A girl gets beaten to death with a baseball bat. For thirty years, this murder case remains unsolved. When a reporter, and friend of the victim, starts to write a book about the case, she opens a can of worms that brings new movement into this case...
The Watcher, the UK version of In the Dark, was a page turner as the author is a master in keeping the reader in suspense. I was a bit disappointed by the end because its style didn't fit to the rest of the book. It was full of action and because of that it felt rushed.
Quotes from the book
My mouth could lie, but not my face.
They didn't know each other, but with a single glance, they didn't like each other.
Jonny told me last week that my face was much more interesting than Laura's, because it wasn't symmetrical and perfect as hers was. He thought that was a compliment. I told him he needed to do better.
I must have gotten the cynical genes, because I don't think people ever really change.
She was like every other five-year-old girl in the world. Except Mary was sixteen.
It was obvious that no matter how little time she had been here, someone already knew she was back. Someone already wanted her gone.
This was a neighborhood where the biggest worry was Dad losing his foundry job or brother Jim getting cut in a bar fight after midnight. No one thought about pulling the shades and curtains. There was no one around to watch.
The house smelled like McDonald's food.
"I was an asshole in school, and a lot of people will tell you I still am."
"I hate endings, goodbyes, funerals, everything like that. The end of books. The end of movies. The end of vacations. I like it when things keep going, but they never do."
"Golfers are walking lightning rods", Stride said. "We fry one or two every summer that way."
"Families don't get too upset when drug dealers kill each other, but they feel vulnerable when perverts are peering in the window at their daughters."
You just don't realize how one person depends on another, and when they're not there, it's like going off a bridge, and you're falling and falling.
He had become so hard and unbending over the years.
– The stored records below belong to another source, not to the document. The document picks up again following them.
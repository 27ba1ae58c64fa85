use std::time::Duration;

use async_trait::async_trait;
use serde::{Deserialize, Serialize};

use super::{ChunkResponse, TokenizerError, TokenizerService};

/// ヘルスチェックのタイムアウト（失敗したらすぐにローカル分割へ）
pub const HEALTH_TIMEOUT: Duration = Duration::from_secs(3);
const REQUEST_TIMEOUT: Duration = Duration::from_secs(60);

/// HTTP トークナイザーサービスのクライアント
pub struct HttpTokenizerService {
    client: reqwest::Client,
    base_url: String,
    health_timeout: Duration,
}

#[derive(Serialize)]
struct ChunkRequest<'a> {
    text: &'a str,
    max_tokens: usize,
}

#[derive(Serialize)]
struct TokenizeRequest<'a> {
    text: &'a str,
}

#[derive(Deserialize)]
struct TokenizeResponse {
    token_count: usize,
}

impl HttpTokenizerService {
    pub fn new(base_url: impl Into<String>) -> Self {
        Self {
            client: reqwest::Client::new(),
            base_url: base_url.into().trim_end_matches('/').to_string(),
            health_timeout: HEALTH_TIMEOUT,
        }
    }

    pub fn with_health_timeout(mut self, timeout: Duration) -> Self {
        self.health_timeout = timeout;
        self
    }

    pub fn base_url(&self) -> &str {
        &self.base_url
    }

    fn url(&self, path: &str) -> String {
        format!("{}{}", self.base_url, path)
    }

    async fn post_json<B: Serialize + Sync, T: serde::de::DeserializeOwned>(
        &self,
        path: &str,
        body: &B,
    ) -> Result<T, TokenizerError> {
        let response = self
            .client
            .post(self.url(path))
            .timeout(REQUEST_TIMEOUT)
            .json(body)
            .send()
            .await
            .map_err(|e| TokenizerError::Unavailable(e.to_string()))?;

        let status = response.status();
        if !status.is_success() {
            let body = response.text().await.unwrap_or_default();
            return Err(TokenizerError::Http {
                status: status.as_u16(),
                message: body,
            });
        }

        response
            .json::<T>()
            .await
            .map_err(|e| TokenizerError::Malformed(e.to_string()))
    }
}

#[async_trait]
impl TokenizerService for HttpTokenizerService {
    async fn health(&self) -> bool {
        match self
            .client
            .get(self.url("/health"))
            .timeout(self.health_timeout)
            .send()
            .await
        {
            Ok(response) => response.status().is_success(),
            Err(e) => {
                log::debug!("トークナイザーのヘルスチェック失敗: {e}");
                false
            }
        }
    }

    async fn chunk(&self, text: &str, max_tokens: usize) -> Result<ChunkResponse, TokenizerError> {
        self.post_json("/chunk", &ChunkRequest { text, max_tokens })
            .await
    }

    async fn count_tokens(&self, text: &str) -> Result<usize, TokenizerError> {
        let response: TokenizeResponse = self.post_json("/tokenize", &TokenizeRequest { text }).await?;
        Ok(response.token_count)
    }

    fn name(&self) -> &str {
        "http"
    }
}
As if standing straight made any difference at all when you were in the path of a tornado. As if lightning somehow distinguished between good and evil.
"It doesn't matter who held the bat. It was God who killed her." - "I don't believe God kills eighteen-year-old girls", Wallace said. "You're wrong. He does it all the time. Every day. Sinners get punished."
Ray wanted Stride to be there when he killed himself.
They barely pretended to search for Dada around the country, because no one really wanted to find him. If he came back, questions would be asked, and the answers were better off buried with the body.
People around here like to think that good and evil are as easy as black and white. Good people wear the cross. Bad people don't. Bad people are strangers. It's so much harder to accept that evil could be living among you. Your neighbor. Your teacher. Your friend.
[...] the scar on his face from Dada's ring was a reminder that you could fight and lose, but you could never win if you didn't fight at all.
Fate was cruel. Thirty years had passed, and she had become the person that she and Finn had hated for so long.
You can run and run, and when you think you've escaped, you realize that all along you've been running in a circle.
"The sad thing is, I'm telling you that I think you're a murderer, and you still want to sleep with me."
"[...] you have no idea how ugly and hateful people get over homosexuality. The same people who tell me that Jesus loves me would stone me to death if they could."
Even from a distance, she could see a lifetime of unhappiness in her face.
"When a white girl gets murdered, the first question the police ask is, who was the nearest black man?"
"His mother abused him. The cops think Finn snapped and bludgeoned his mother to death with a baseball bat. They let him walk because they couldn't prove it and, frankly, no one wanted to see him put away. Getting rid of that woman was a community service, they figured."
She liked cemeteries but hated funerals. She didn't mind death but hated dying. If something had to end, she simply wanted it to be over.
"We believe whatever makes us feel safe."